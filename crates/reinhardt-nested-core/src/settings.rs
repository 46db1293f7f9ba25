//! Engine settings
//!
//! ```toml
//! max_depth = 10
//! prune_nulls = true
//!
//! [policy_defaults]
//! may_create = true
//! may_edit = true
//! clear_before_set = false
//! ```

use crate::policy::PolicyDefaults;
use serde::{Deserialize, Serialize};
use std::path::Path;
use thiserror::Error;

/// Default maximum nesting depth
pub const DEFAULT_MAX_DEPTH: usize = 10;

/// Errors raised while loading settings or policy declarations
#[derive(Debug, Error)]
pub enum SettingsError {
	#[error("Failed to read settings file {path}: {source}")]
	Io {
		path: String,
		#[source]
		source: std::io::Error,
	},

	#[error("Failed to parse settings: {message}")]
	Parse { message: String },

	#[error("Invalid setting '{key}': {message}")]
	Invalid { key: String, message: String },
}

/// Settings shared by every serializer of an application
#[derive(Debug, Clone, PartialEq, Eq, Serialize, Deserialize)]
#[serde(default, deny_unknown_fields)]
pub struct NestedSettings {
	/// Deepest related serializer that may be entered while resolving
	pub max_depth: usize,
	/// Whether null leaves are stripped after normalization
	pub prune_nulls: bool,
	/// Values filling undeclared policy entries
	pub policy_defaults: PolicyDefaults,
}

impl Default for NestedSettings {
	fn default() -> Self {
		Self {
			max_depth: DEFAULT_MAX_DEPTH,
			prune_nulls: true,
			policy_defaults: PolicyDefaults::default(),
		}
	}
}

impl NestedSettings {
	/// Parse settings from TOML; missing keys keep their defaults
	pub fn from_toml_str(source: &str) -> Result<Self, SettingsError> {
		let settings: NestedSettings = toml::from_str(source).map_err(|e| SettingsError::Parse {
			message: e.to_string(),
		})?;
		settings.validate()?;
		Ok(settings)
	}

	/// Read and parse a TOML settings file
	pub fn from_file(path: impl AsRef<Path>) -> Result<Self, SettingsError> {
		let path = path.as_ref();
		let source = std::fs::read_to_string(path).map_err(|source| SettingsError::Io {
			path: path.display().to_string(),
			source,
		})?;
		Self::from_toml_str(&source)
	}

	pub fn with_max_depth(mut self, max_depth: usize) -> Self {
		self.max_depth = max_depth;
		self
	}

	pub fn with_prune_nulls(mut self, prune_nulls: bool) -> Self {
		self.prune_nulls = prune_nulls;
		self
	}

	pub fn with_policy_defaults(mut self, defaults: PolicyDefaults) -> Self {
		self.policy_defaults = defaults;
		self
	}

	fn validate(&self) -> Result<(), SettingsError> {
		if self.max_depth == 0 {
			return Err(SettingsError::Invalid {
				key: "max_depth".to_string(),
				message: "must be at least 1".to_string(),
			});
		}
		Ok(())
	}
}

**Activity**. Show each line of the material that includes the word "validate".

**Written answer**.
		settings.validate()?;
	fn validate(&self) -> Result<(), SettingsError> {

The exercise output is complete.